However what it can help with is packaging up your work so you can build
and deploy in a repeatable fashion onto a number of different target
platforms.
With respect to developing your own package, you have 2 options.
1. The simplest, it to take the example 'helloworld' package and adapt
that to use your own code.
The work-flow would be something like:
unpack the package: ./ltib -p helloworld -m prep
Once unpacked, you can pour your code into the directory:
rpm/BUILD/helloworld-1.1 or even remove this and make
rpm/BUILD/helloworld-1.1 a symlink to your code.
NOTE: ltib will not remove anything under rpm/BUILD
From there, to adapt how things build for this package, you would
edit: dist/lfs-5.1/helloworld/helloworld.spe
To test-build your package you run: ./ltib -p helloworld -m scbuild
and to deploy it to the root file-system you're building: ./ltib -p
helloworld -m scdeploy
There is some information in the docs directory, but fundamentally, for
any package there are only a few key files you need:
dist/lfs-5.1/_my_package_name_/_my_package_name_.spec
an entry for this in config/userspace/packages.lkc:
config PKG_MYPACKAGE
bool "mypackage"
help
my package does this....
and an entry to in config/userspace/pkg_map to relate the entry in
packages.lkc to the spec file:
PKG_MYPACKAGE = _my_package_name_
2. The other way, which is more geared at real on-going package
development is to use the directory-build process. I don't have time to
describe this now, but the basics are shown in:
dist/lfs-5.1/u-boot/u-boot-dir-build.spec.in
dist/lfs-5.1/u-boot/u-boot-common.tmpl (this is an example, yours can be
simpler)
config/userspace/u-boot-dir-build.lkc
config/platform/mpc8360epb/main.lkc (this is an example of how to wire in)
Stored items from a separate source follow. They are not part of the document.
//! Core types - pure abstractions shared across the codebase.

mod route;
mod state;
mod tree;

pub use route::{
    ARTIFACT_EXT, BuildTarget, artifact_file_name, path_to_route, route_to_build_path,
    strip_extension,
};
pub use state::{begin_rebuild, is_rebuilding, is_shutdown, register_server, setup_shutdown_handler};
pub use tree::{Content, FileTree, join_key, split_key};
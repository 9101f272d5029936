//! Configuration section definitions.
//!
//! Each module corresponds to a section in `typage.toml`:
//!
//! | Module   | TOML Section | Purpose                              |
//! |----------|--------------|--------------------------------------|
//! | `build`  | `[build]`    | Paths, batching, layouts, compiler   |
//! | `serve`  | `[serve]`    | Development server                   |

pub mod build;
mod serve;

pub use build::BuildConfig;
pub use serve::ServeConfig;
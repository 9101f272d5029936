//! Development server.
//!
//! Serves the output directory over HTTP after a full build. With
//! `serve.watch`, a watcher thread rebuilds affected pages on change.

use std::{
    fs,
    net::SocketAddr,
    path::{Path, PathBuf},
    sync::Arc,
    thread::{self, JoinHandle},
    time::Duration,
};

use anyhow::{Context, Result, anyhow};
use crossbeam::channel;
use percent_encoding::percent_decode_str;
use tiny_http::{Header, Method, Request, Response, Server, StatusCode};

use super::{
    build::{full_build, runtime},
    watch::spawn_watcher,
};
use crate::{
    compiler::TypstCompiler,
    config::{ServeConfig, SiteConfig},
    core::{is_rebuilding, is_shutdown, register_server},
    log,
    utils::mime::{self, PLAIN},
};

/// Maximum number of port binding attempts.
const MAX_PORT_RETRIES: u16 = 10;

/// Requests handled concurrently.
const REQUEST_THREADS: usize = 4;

/// Longest a request waits for a running rebuild.
const REBUILD_WAIT: Duration = Duration::from_secs(10);

/// `typage serve`: build, then serve until Ctrl+C.
pub fn serve_site(config: Arc<SiteConfig>) -> Result<()> {
    let compiler = Arc::new(TypstCompiler::from_config(&config)?);
    let runtime = runtime()?;

    let (snapshot, report) = runtime.block_on(full_build(&config, Arc::clone(&compiler), false))?;
    report.log();

    let (server, addr) = bind_with_retry(&config.serve)?;
    let server = Arc::new(server);
    let (shutdown_tx, shutdown_rx) = channel::unbounded::<()>();
    register_server(Arc::clone(&server), shutdown_tx);
    log!("serve"; "http://{}", addr);

    let watcher = if config.serve.watch {
        Some(spawn_watcher(
            Arc::clone(&config),
            compiler,
            snapshot,
            runtime.handle().clone(),
            shutdown_rx,
        )?)
    } else {
        None
    };

    run_request_loop(&server, &config.build.output)?;
    wait_for_shutdown(watcher);
    Ok(())
}

/// Bind the first free port among the configured one and those above it.
fn bind_with_retry(serve: &ServeConfig) -> Result<(Server, SocketAddr)> {
    let mut last_error = None;
    for addr in serve.candidate_addrs(MAX_PORT_RETRIES) {
        match Server::http(addr) {
            Ok(server) => {
                if addr.port() != serve.port {
                    log!("serve"; "port {} in use, using {} instead", serve.port, addr.port());
                }
                return Ok((server, addr));
            }
            Err(e) => last_error = Some(e),
        }
    }

    Err(anyhow!(
        "Failed to bind {} from port {}: {}",
        serve.interface,
        serve.port,
        last_error.map(|e| e.to_string()).unwrap_or_default()
    ))
}

fn run_request_loop(server: &Server, output: &Path) -> Result<()> {
    let pool = rayon::ThreadPoolBuilder::new()
        .num_threads(REQUEST_THREADS)
        .build()
        .context("Failed to create request thread pool")?;

    for request in server.incoming_requests() {
        let output = output.to_path_buf();
        pool.spawn(move || {
            if let Err(e) = handle_request(request, &output) {
                log!("serve"; "request error: {e:#}");
            }
        });
    }
    Ok(())
}

/// Wait for the watcher thread to stop (max 2 seconds).
fn wait_for_shutdown(handle: Option<JoinHandle<()>>) {
    let Some(handle) = handle else { return };

    for _ in 0..40 {
        if handle.is_finished() {
            let _ = handle.join();
            return;
        }
        thread::sleep(Duration::from_millis(50));
    }
}

fn handle_request(request: Request, output: &Path) -> Result<()> {
    if is_shutdown() {
        return send_body(request, 503, PLAIN, b"503 Service Unavailable".to_vec());
    }
    wait_for_rebuild();

    match resolve_path(request.url(), output) {
        Some(path) => respond_file(request, &path),
        None => send_body(request, 404, PLAIN, b"404 Not Found".to_vec()),
    }
}

/// Hold a request while the watcher rewrites pages, so it never sees a
/// half-written output.
fn wait_for_rebuild() {
    let start = std::time::Instant::now();
    while is_rebuilding() && start.elapsed() < REBUILD_WAIT {
        thread::sleep(Duration::from_millis(20));
    }
}

/// Resolve URL to filesystem path, handling index.html for directories
fn resolve_path(url: &str, serve_root: &Path) -> Option<PathBuf> {
    let clean = normalize_url(url);
    if clean.split('/').any(|segment| segment == "..") {
        return None;
    }

    // Canonicalize so symlinks cannot escape the served directory
    let canonical = serve_root.join(&clean).canonicalize().ok()?;
    let root = serve_root.canonicalize().ok()?;
    if !canonical.starts_with(&root) {
        return None;
    }

    if canonical.is_file() {
        return Some(canonical);
    }
    let index = canonical.join("index.html");
    index.is_file().then_some(index)
}

/// Decode, strip the query string and trim slashes.
fn normalize_url(url: &str) -> String {
    let path = url.split(['?', '#']).next().unwrap_or_default();
    let decoded = percent_decode_str(path)
        .decode_utf8()
        .map(std::borrow::Cow::into_owned)
        .unwrap_or_default();
    decoded.trim_matches('/').to_string()
}

fn respond_file(request: Request, path: &Path) -> Result<()> {
    let content_type = mime::content_type(path);
    if request.method() == &Method::Head {
        let response = Response::empty(StatusCode(200))
            .with_header(header("Content-Type", content_type)?)
            .with_header(header("Cache-Control", "no-cache")?);
        request.respond(response)?;
        return Ok(());
    }

    let body = fs::read(path).with_context(|| format!("Failed to read {}", path.display()))?;
    send_body(request, 200, content_type, body)
}

fn send_body(request: Request, status: u16, content_type: &str, body: Vec<u8>) -> Result<()> {
    let response = Response::from_data(body)
        .with_status_code(StatusCode(status))
        .with_header(header("Content-Type", content_type)?)
        .with_header(header("Cache-Control", "no-cache")?);
    request.respond(response)?;
    Ok(())
}

fn header(key: &str, value: &str) -> Result<Header> {
    Header::from_bytes(key.as_bytes(), value.as_bytes())
        .map_err(|()| anyhow!("invalid header {key}: {value}"))
}

#[cfg(test)]
mod tests {
    use super::*;
    use tempfile::TempDir;

    #[test]
    fn test_normalize_url() {
        assert_eq!(normalize_url("/blog/post/"), "blog/post");
        assert_eq!(normalize_url("/blog/my%20post/?v=2"), "blog/my post");
        assert_eq!(normalize_url("/"), "");
    }

    #[test]
    fn test_resolve_path() {
        let tmp = TempDir::new().unwrap();
        let out = tmp.path().join("public");
        fs::create_dir_all(out.join("blog/post")).unwrap();
        fs::write(out.join("index.html"), "home").unwrap();
        fs::write(out.join("blog/post/index.html"), "post").unwrap();
        fs::write(out.join("blog/post/index.pdf"), "pdf").unwrap();
        fs::write(tmp.path().join("secret.txt"), "no").unwrap();

        let root = out.canonicalize().unwrap();
        assert_eq!(resolve_path("/", &out), Some(root.join("index.html")));
        assert_eq!(
            resolve_path("/blog/post/", &out),
            Some(root.join("blog/post/index.html"))
        );
        assert_eq!(
            resolve_path("/blog/post/index.pdf", &out),
            Some(root.join("blog/post/index.pdf"))
        );
        assert_eq!(resolve_path("/blog/", &out), None);
        assert_eq!(resolve_path("/../secret.txt", &out), None);
        assert_eq!(resolve_path("/%2E%2E/secret.txt", &out), None);
    }
}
The idea is that you point at the directory you have under cvs/git/svn
control and LTIB will build it for you with spoofing so you don't need
any CFLAGS/LDFLAGS etc.
Sorry I don't have more time to explain, but I hope it gives a few clues.
Regards, Stuart
On 13/10/11 15:16, Magnus Therning wrote:
Hi all,
I've recently started using ltib, and there is one aspect of it that I
can't find any information on. I had no problems with getting a base
system up and running, but now I want to develop an application to run
on the system, ie I want to develop for the system that ltib helped me
build. How do I organise that most easily?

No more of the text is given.